Olesya Khromeychuk explores the role of hatred and courage; individuals and humanity in trying to live with the heinous crimes being committed against her country by Vladimir Putin

What better way to disguise a lack of courage than to frame it as the pursuit of peace? We tolerate violence so as not to provoke its potential escalation. Even if all the evidence points to the fact that it is our tolerance of evil that inevitably empowers it, that’s not the story we choose to believe.

Cowardice, camouflaged as pacifism, reigned supreme for the first phase of Russia’s war against Ukraine.
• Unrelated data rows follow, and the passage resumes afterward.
fn compile(entry: &RateTableEntry) -> KineticsResult<CompiledRate> {
    match &entry.expression {
        RateExpression::Constant { value } => {
            if !value.is_finite() || *value < 0.0 {
                return Err(KineticsError::configuration(format!(
                    "constant rate of '{}' must be finite and >= 0, got {}",
                    entry.reaction, value
                )));
            }
            Ok(CompiledRate::Constant(*value))
        }
        RateExpression::Arrhenius { a, n, ea } => {
            if !(a.is_finite() && n.is_finite() && ea.is_finite()) || *a < 0.0 {
                return Err(KineticsError::configuration(format!(
                    "Arrhenius parameters of '{}' are invalid: a = {}, n = {}, ea = {}",
                    entry.reaction, a, n, ea
                )));
            }
            Ok(CompiledRate::Arrhenius {
                a: *a,
                n: *n,
                ea: *ea,
            })
        }
        RateExpression::Expression { formula } => {
            if formula.trim().is_empty() {
                return Err(KineticsError::configuration(format!(
                    "empty rate formula for '{}'",
                    entry.reaction
                )));
            }
            // the symbolic parser panics on malformed input, so the syntax is checked first
            check_formula_syntax(formula).map_err(|msg| {
                KineticsError::configuration(format!(
                    "rate formula '{}' of '{}' is malformed: {}",
                    formula, entry.reaction, msg
                ))
            })?;
            let expr = Expr::parse_expression(formula);
            let used = expr.all_arguments_are_variables();
            if let Some(unknown) = used
                .iter()
                .find(|v| !FORMULA_VARIABLES.contains(&v.as_str()))
            {
                return Err(KineticsError::configuration(format!(
                    "rate formula '{}' of '{}' uses unknown variable '{}' (allowed: Te, Tg, Ev)",
                    formula, entry.reaction, unknown
                )));
            }
            let fun = expr.lambdify_owned(FORMULA_VARIABLES.to_vec());
            Ok(CompiledRate::Symbolic(Arc::new(move |args: Vec<f64>| fun(args))))
        }
    }
}

/// Recursive-descent check of the formula grammar accepted for rate expressions:
///
/// ```text
/// expr    := ['-'] term (('+' | '-') term)*
/// term    := power (('*' | '/') power)*
/// power   := primary ('^' primary)*
/// primary := number | variable | ('exp' | 'ln') '(' expr ')' | '(' expr ')'
/// ```
///
/// Numbers are plain decimals (`1.5`, `300`); variables are `Te`, `Tg` and `Ev`.
fn check_formula_syntax(formula: &str) -> Result<(), String> {
    let tokens = tokenize_formula(formula)?;
    let mut parser = FormulaChecker { tokens, pos: 0 };
    parser.expr()?;
    match parser.tokens.get(parser.pos) {
        None => Ok(()),
        Some(tok) => Err(format!("unexpected '{}'", tok)),
    }
}

#[derive(Debug, Clone, PartialEq)]
enum FormulaToken {
    Number,
    Ident(String),
    Op(char),
    Open,
    Close,
}

impl fmt::Display for FormulaToken {
    fn fmt(&self, f: &mut fmt::Formatter<'_>) -> fmt::Result {
        match self {
            FormulaToken::Number => f.write_str("number"),
            FormulaToken::Ident(name) => f.write_str(name),
            FormulaToken::Op(c) => write!(f, "{}", c),
            FormulaToken::Open => f.write_str("("),
            FormulaToken::Close => f.write_str(")"),
        }
    }
}

fn tokenize_formula(formula: &str) -> Result<Vec<FormulaToken>, String> {
    let chars: Vec<char> = formula.chars().collect();
    let mut tokens = Vec::new();
    let mut i = 0;
    while i < chars.len() {
        let c = chars[i];
        if c.is_whitespace() {
            i += 1;
        } else if c.is_ascii_digit() || c == '.' {
            let start = i;
            let mut dots = 0;
            while i < chars.len() && (chars[i].is_ascii_digit() || chars[i] == '.') {
                if chars[i] == '.' {
                    dots += 1;
                }
                i += 1;
            }
            let text: String = chars[start..i].iter().collect();
            if dots > 1 || !text.chars().any(|c| c.is_ascii_digit()) {
                return Err(format!("bad number '{}'", text));
            }
            tokens.push(FormulaToken::Number);
        } else if c.is_ascii_alphabetic() {
            let start = i;
            while i < chars.len() && (chars[i].is_ascii_alphanumeric() || chars[i] == '_') {
                i += 1;
            }
            tokens.push(FormulaToken::Ident(chars[start..i].iter().collect()));
        } else if "+-*/^".contains(c) {
            tokens.push(FormulaToken::Op(c));
            i += 1;
        } else if c == '(' {
            tokens.push(FormulaToken::Open);
            i += 1;
        } else if c == ')' {
            tokens.push(FormulaToken::Close);
            i += 1;
        } else {
            return Err(format!("unexpected character '{}'", c));
        }
    }
    Ok(tokens)
}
Before they staged their full-scale attack, the Russians called themselves peacekeepers and perpetrated atrocities unobstructed.

The democratic world tolerated Vladimir Putin’s war crimes, while claiming to protect the international order built on the principles of the defence of human rights. There seemed to be only one place where courage could be found: in the trenches of eastern Ukraine.

Poorly armed, and unsupported by international military alliances, the Ukrainian Army lacked all provisions but it was equipped with something else that sustained it nevertheless.

In one of the seminal texts on love – written by a man, about men and, largely, aimed at men – love is portrayed as a source of courage for a warrior. Phaedrus, in Plato’s Symposium, suggests that “if there were only some way of contriving that a state or an army should be made up of lovers and their loves … when fighting at each other’s side, although a mere handful, they would overcome the world”.

In sharp contrast, the fin-de-siècle feminist Ukrainian writer Larysa Kosach – known by her pen name Lesia Ukrainka – presents a markedly different ethos in her poetic drama Woman Possessed.

Her protagonist, Miriam, identifies a different force that can drive one’s struggle: “In my eyes, I see the glint of weapons, / in my words, I hear the weapons rattle, / yes, I am armed with hatred”.

Miriam’s love was all wrong. It was impatient, unkind, jealous, and proud. It pushed her to hate others, it enraged her, it never forgave wrongs. Her love was lethal.

Miriam was an ordinary woman who loved an extraordinary man: the Messiah – not because he was the Son of God, but mostly because he was the Son of Man. She didn’t want him to die for her sins or anyone else’s. She wanted him to live, so much so that she offered to shed her own blood so he wouldn’t have to shed his. Her sacrifice was rejected by the Messiah. Her love was discarded because it wasn’t the right kind.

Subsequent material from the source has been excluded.